My order is one Mcdouble and one small fry. My mom’s orders are less predictable. Sometimes she gets a Filet-O-Fish, which seems to me like something only pregnant women should order. Whenever she orders it, I picture myself years away, all grown up, content, and pregnant. It’s a November afternoon and my hair’s cut to a short bob. I’m wearing some neutral colored cardigan. And the seams of my life are tight, double-stitched, not fraying like my mother’s.
Tonight she says, “Grilled chicken snack wrap and small chocolate frosty‑I mean- milkshake, please”
I pull into a parking spot, not ready to go home just yet.
For a few moments, it’s silent except for chewing. I hate the way she chews, but I savor it, because I know in a few minutes she’ll be expressing regret for having eaten this at all.
It’s the diced onions and ketchup that make the McDouble. I push the onions to the roof of my mouth until they sludge down my throat.
My mom alternates between bites of her snack wrap and sips of her milkshake. We’ve read in so many magazines that eating slow helps you lose weight. In my head it’s a competition to stay skinny for as long as I can, until time shapes me into an exact replica of her flabby belly and wide shoulders.
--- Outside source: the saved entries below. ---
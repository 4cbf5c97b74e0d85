//! SecLock API server library.
//!
//! Exposes the building blocks (config, state, error handling, routes) so
//! integration tests and the binary entrypoint can both access them.

pub mod audit;
pub mod auth;
pub mod bootstrap;
pub mod config;
pub mod error;
pub mod extract;
pub mod handlers;
pub mod middleware;
pub mod query;
pub mod response;
pub mod router;
pub mod routes;
pub mod state;
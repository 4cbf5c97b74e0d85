//! Privilege entity model and DTOs.

use seclock_core::privileges::PrivilegeFlags;
use seclock_core::types::{DbId, Timestamp};
use serde::{Deserialize, Serialize};
use sqlx::FromRow;

/// A row from the `user_privileges` table.
#[derive(Debug, Clone, FromRow, Serialize)]
pub struct Privilege {
    pub id: DbId,
    pub name: String,
    pub description: Option<String>,
    pub view_locks: bool,
    pub view_users: bool,
    pub view_logs: bool,
    pub edit_locks: bool,
    pub edit_users: bool,
    pub created_at: Timestamp,
}

impl Privilege {
    pub fn flags(&self) -> PrivilegeFlags {
        PrivilegeFlags {
            view_locks: self.view_locks,
            view_users: self.view_users,
            view_logs: self.view_logs,
            edit_locks: self.edit_locks,
            edit_users: self.edit_users,
        }
    }
}

/// DTO for creating a privilege. Omitted flags default to `false`.
#[derive(Debug, Clone, Deserialize)]
pub struct CreatePrivilege {
    pub name: String,
    pub description: Option<String>,
    #[serde(flatten)]
    pub flags: PrivilegeFlags,
}

/// Full replacement of a privilege's description and flags. The name is immutable.
#[derive(Debug, Clone, Deserialize)]
pub struct UpdatePrivilege {
    pub description: Option<String>,
    #[serde(flatten)]
    pub flags: PrivilegeFlags,
}
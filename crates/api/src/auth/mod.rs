//! Authentication primitives.
//!
//! - [`password`] -- Argon2id password hashing and verification.
//! - [`jwt`] -- HS256 encoding/decoding of [`ClaimSet`](seclock_core::claims::ClaimSet) tokens.
//! - [`tokens`] -- token lifecycle against the store (issue, verify, refresh, revoke).
//! - [`credentials`] -- account creation and login credential checks.

pub mod credentials;
pub mod jwt;
pub mod password;
pub mod tokens;
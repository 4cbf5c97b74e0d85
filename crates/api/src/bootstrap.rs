//! First-run seeding of an Admin account.

use seclock_core::error::{CoreError, CoreResult};
use seclock_core::privileges::PRIVILEGE_ADMIN;
use seclock_core::users::Registration;
use seclock_db::Store;

use crate::auth::credentials::create_user;
use crate::config::BootstrapAdmin;

/// Create the configured Admin user when the store has no live users.
///
/// Returns whether an account was created.
pub async fn ensure_admin(
    store: &dyn Store,
    admin: &BootstrapAdmin,
    password_min_length: usize,
) -> CoreResult<bool> {
    if store.count_users().await? > 0 {
        return Ok(false);
    }

    let privilege = store
        .privilege_by_name(PRIVILEGE_ADMIN)
        .await?
        .ok_or_else(|| CoreError::not_found("Privilege", PRIVILEGE_ADMIN))?;

    let user = create_user(
        store,
        Registration {
            login: admin.login.clone(),
            password: admin.password.clone(),
            email: admin.email.clone(),
            name: None,
            privilege_id: privilege.id,
        },
        password_min_length,
    )
    .await?;

    tracing::info!(user_id = user.id, login = %admin.login, "Bootstrap admin created");
    Ok(true)
}

#[cfg(test)]
mod tests {
    use seclock_db::store::UserStore;
    use seclock_db::MemoryStore;

    use super::*;

    fn admin() -> BootstrapAdmin {
        BootstrapAdmin {
            login: "root".into(),
            password: "rootpass".into(),
            email: "root@localhost".into(),
        }
    }

    #[tokio::test]
    async fn seeds_admin_once() {
        let store = MemoryStore::new();
        assert!(ensure_admin(&store, &admin(), 4).await.unwrap());
        assert!(!ensure_admin(&store, &admin(), 4).await.unwrap());

        let user = store.user_by_login("root").await.unwrap().unwrap();
        let profile = store.user_profile(user.id).await.unwrap().unwrap();
        assert_eq!(profile.privilege_name, PRIVILEGE_ADMIN);
        assert!(profile.edit_users);
    }
}
//! User entity model and DTOs.

use seclock_core::privileges::PrivilegeFlags;
use seclock_core::types::{DbId, Timestamp};
use seclock_core::users::UserState;
use serde::Serialize;
use sqlx::FromRow;

/// Full user row from the `users` table.
///
/// Contains the password and token hashes -- NEVER serialize this to API
/// responses directly. Use [`UserProfile`] for external-facing output.
#[derive(Debug, Clone, FromRow)]
pub struct User {
    pub id: DbId,
    pub login: Option<String>,
    pub password_hash: Option<String>,
    pub email: Option<String>,
    pub name: Option<String>,
    pub privilege_id: DbId,
    pub token_hash: Option<String>,
    pub token_expires_at: Option<Timestamp>,
    pub deleted: bool,
    pub created_at: Timestamp,
}

impl User {
    pub fn state(&self) -> UserState {
        UserState::from_row(self.deleted)
    }

    /// The authoritative token digest, if one is stored.
    pub fn stored_token(&self) -> Option<StoredToken> {
        match (&self.token_hash, self.token_expires_at) {
            (Some(hash), Some(expires_at)) => Some(StoredToken {
                token_hash: hash.clone(),
                expires_at,
            }),
            _ => None,
        }
    }
}

/// Digest and expiry of a user's current token.
#[derive(Debug, Clone, PartialEq, Eq)]
pub struct StoredToken {
    pub token_hash: String,
    pub expires_at: Timestamp,
}

/// DTO for inserting a user. The password must already be hashed.
#[derive(Debug, Clone)]
pub struct CreateUser {
    pub login: String,
    pub password_hash: String,
    pub email: String,
    pub name: Option<String>,
    pub privilege_id: DbId,
}

/// A live user joined with its privilege, safe to return to clients.
#[derive(Debug, Clone, FromRow, Serialize)]
pub struct UserProfile {
    pub id: DbId,
    pub login: String,
    pub email: String,
    pub name: Option<String>,
    pub privilege_id: DbId,
    pub privilege_name: String,
    pub view_locks: bool,
    pub view_users: bool,
    pub view_logs: bool,
    pub edit_locks: bool,
    pub edit_users: bool,
}

impl UserProfile {
    pub fn flags(&self) -> PrivilegeFlags {
        PrivilegeFlags {
            view_locks: self.view_locks,
            view_users: self.view_users,
            view_logs: self.view_logs,
            edit_locks: self.edit_locks,
            edit_users: self.edit_users,
        }
    }
}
We don’t talk about Barry or diet tips or how nights when I’m at Perkins, eating grilled cheese on break, I watch Amish families scold their children and I miss home. I don’t mention Elijah, or the fact that he works at the gas station caddy corner to this parking lot, and that I go out of my way to pass it, playing my Strokes cd extra loud. I think about telling my mom about the time I saw Deb, maybe it would show my loyalty somehow. But I don’t say anything. I pull out my phone and text Bunny to ask if Elijah ever showed. We shove our wrappers into the bag and watch headlights pull in and out of the Dollar General across the street.
~
It’s the boxed-in dark of nine o’clock.
In the basement, I slide two Miller Lite cans from the fridge into the pockets of my pajama shorts. My mom is mostly asleep on the couch. Hands on my pockets, I waddle past the living room.
“Goodnight Mom, love you,” I say in the automatic way I greet customers at Perkins.
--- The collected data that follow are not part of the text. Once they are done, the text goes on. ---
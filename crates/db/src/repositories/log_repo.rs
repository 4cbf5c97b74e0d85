//! Repositories for the append-only `log_entries` and `system_log` tables.
//!
//! Both streams are read newest first; `id` breaks ties between rows written
//! in the same instant.

use seclock_core::pagination::PageRequest;
use seclock_core::types::DbId;
use sqlx::PgPool;

use crate::models::log::{NewSystemEvent, NewUserAction, SystemEventRow, UserActionRow};

const USER_ACTION_SELECT: &str = "SELECT l.id, l.user_id, u.login AS user_login, l.lock_id, \
                                         l.action, l.created_at \
                                  FROM log_entries l \
                                  LEFT JOIN users u ON u.id = l.user_id";

const SYSTEM_EVENT_SELECT: &str = "SELECT s.id, s.action_kind, s.ip_address, s.user_agent, \
                                           s.user_id, u.login AS user_login, s.endpoint, \
                                           s.method, s.detail, s.created_at \
                                    FROM system_log s \
                                    LEFT JOIN users u ON u.id = s.user_id";

pub struct UserLogRepo;

impl UserLogRepo {
    pub async fn insert(pool: &PgPool, entry: &NewUserAction) -> Result<(), sqlx::Error> {
        sqlx::query("INSERT INTO log_entries (user_id, lock_id, action) VALUES ($1, $2, $3)")
            .bind(entry.user_id)
            .bind(entry.lock_id)
            .bind(entry.action.id())
            .execute(pool)
            .await?;
        Ok(())
    }

    /// One page of entries whose action is in `kinds`, plus the total count.
    pub async fn query(
        pool: &PgPool,
        kinds: &[i16],
        page: PageRequest,
    ) -> Result<(Vec<UserActionRow>, i64), sqlx::Error> {
        let query = format!(
            "{USER_ACTION_SELECT} WHERE l.action = ANY($1)
             ORDER BY l.created_at DESC, l.id DESC
             LIMIT $2 OFFSET $3"
        );
        let rows = sqlx::query_as::<_, UserActionRow>(&query)
            .bind(kinds)
            .bind(page.size)
            .bind(page.offset())
            .fetch_all(pool)
            .await?;
        let total: i64 = sqlx::query_scalar("SELECT COUNT(*) FROM log_entries WHERE action = ANY($1)")
            .bind(kinds)
            .fetch_one(pool)
            .await?;
        Ok((rows, total))
    }

    /// One page of entries for a single lock, plus the total count.
    pub async fn for_lock(
        pool: &PgPool,
        lock_id: DbId,
        page: PageRequest,
    ) -> Result<(Vec<UserActionRow>, i64), sqlx::Error> {
        let query = format!(
            "{USER_ACTION_SELECT} WHERE l.lock_id = $1
             ORDER BY l.created_at DESC, l.id DESC
             LIMIT $2 OFFSET $3"
        );
        let rows = sqlx::query_as::<_, UserActionRow>(&query)
            .bind(lock_id)
            .bind(page.size)
            .bind(page.offset())
            .fetch_all(pool)
            .await?;
        let total: i64 = sqlx::query_scalar("SELECT COUNT(*) FROM log_entries WHERE lock_id = $1")
            .bind(lock_id)
            .fetch_one(pool)
            .await?;
        Ok((rows, total))
    }
}

pub struct SystemLogRepo;

impl SystemLogRepo {
    pub async fn insert(pool: &PgPool, event: &NewSystemEvent) -> Result<(), sqlx::Error> {
        sqlx::query(
            "INSERT INTO system_log
                (action_kind, ip_address, user_agent, user_id, endpoint, method, detail)
             VALUES ($1, $2, $3, $4, $5, $6, $7)",
        )
        .bind(event.action.id())
        .bind(&event.ip_address)
        .bind(&event.user_agent)
        .bind(event.user_id)
        .bind(&event.endpoint)
        .bind(&event.method)
        .bind(&event.detail)
        .execute(pool)
        .await?;
        Ok(())
    }

    pub async fn query(
        pool: &PgPool,
        kinds: &[i16],
        page: PageRequest,
    ) -> Result<(Vec<SystemEventRow>, i64), sqlx::Error> {
        let query = format!(
            "{SYSTEM_EVENT_SELECT} WHERE s.action_kind = ANY($1)
             ORDER BY s.created_at DESC, s.id DESC
             LIMIT $2 OFFSET $3"
        );
        let rows = sqlx::query_as::<_, SystemEventRow>(&query)
            .bind(kinds)
            .bind(page.size)
            .bind(page.offset())
            .fetch_all(pool)
            .await?;
        let total: i64 =
            sqlx::query_scalar("SELECT COUNT(*) FROM system_log WHERE action_kind = ANY($1)")
                .bind(kinds)
                .fetch_one(pool)
                .await?;
        Ok((rows, total))
    }
}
“Goodnight honey. God bless you. I love you.” She says like she says every night.
I pull out my plastic handle of Vlad, shake the last drops into the first open beer. Bunny’s text reads: Cops came, didn’t see him. At some randos apartment now.
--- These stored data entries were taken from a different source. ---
//! The fixed claim set embedded in every access token.

use serde::{Deserialize, Serialize};

use crate::privileges::PrivilegeFlags;
use crate::types::DbId;

/// Identity and privilege snapshot carried by a token.
///
/// The flags reflect the user's privilege at issuance time; a change to the
/// privilege takes effect at the next issue or refresh. Unknown fields are
/// rejected so that a token minted for another purpose never deserializes.
#[derive(Debug, Clone, PartialEq, Eq, Serialize, Deserialize)]
#[serde(deny_unknown_fields)]
pub struct ClaimSet {
    /// Subject: the user's internal database id.
    pub sub: DbId,
    pub login: String,
    pub email: String,
    pub privilege_id: DbId,
    pub privilege_name: String,
    pub view_locks: bool,
    pub view_users: bool,
    pub view_logs: bool,
    pub edit_locks: bool,
    pub edit_users: bool,
    /// Issued-at (UTC epoch seconds).
    pub iat: i64,
    /// Expiration (UTC epoch seconds).
    pub exp: i64,
    /// Unique token identifier, so that two tokens issued in the same second differ.
    pub jti: String,
}

impl ClaimSet {
    pub fn flags(&self) -> PrivilegeFlags {
        PrivilegeFlags {
            view_locks: self.view_locks,
            view_users: self.view_users,
            view_logs: self.view_logs,
            edit_locks: self.edit_locks,
            edit_users: self.edit_users,
        }
    }

    pub fn set_flags(&mut self, flags: PrivilegeFlags) {
        self.view_locks = flags.view_locks;
        self.view_users = flags.view_users;
        self.view_logs = flags.view_logs;
        self.edit_locks = flags.edit_locks;
        self.edit_users = flags.edit_users;
    }
}

#[cfg(test)]
pub(crate) fn sample_claims(sub: DbId, flags: PrivilegeFlags) -> ClaimSet {
    let mut claims = ClaimSet {
        sub,
        login: format!("user{sub}"),
        email: format!("user{sub}@example.com"),
        privilege_id: 1,
        privilege_name: "Test".into(),
        view_locks: false,
        view_users: false,
        view_logs: false,
        edit_locks: false,
        edit_users: false,
        iat: 0,
        exp: 3600,
        jti: "jti".into(),
    };
    claims.set_flags(flags);
    claims
}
Outside, metal clinks, a tailgate drops. Through my bedroom’s cobwebbed screen I see Barry. He bends with his knees and lifts with his legs. First the microwave, then the toaster oven. The blender he grabs with one hand, snags the electric mixer with the other. He slides them silently into his truck bed on a flattened cardboard box. I think of Deb’s sausage fingers fumbling with the blender buttons. Barry winds the appliance cords into neat ovals around his palm, secures them with zip ties. He doesn’t even look at the living room picture window, where he knows my mom sleeps on the couch. He creaks the tailgate shut under the bleached moon.
No one has ever loved my mom in the way she needed, not even her own self. I turn from the window before he’s gone. I walk down the hallway to check that her ribcage is still moving up and down under the sheet.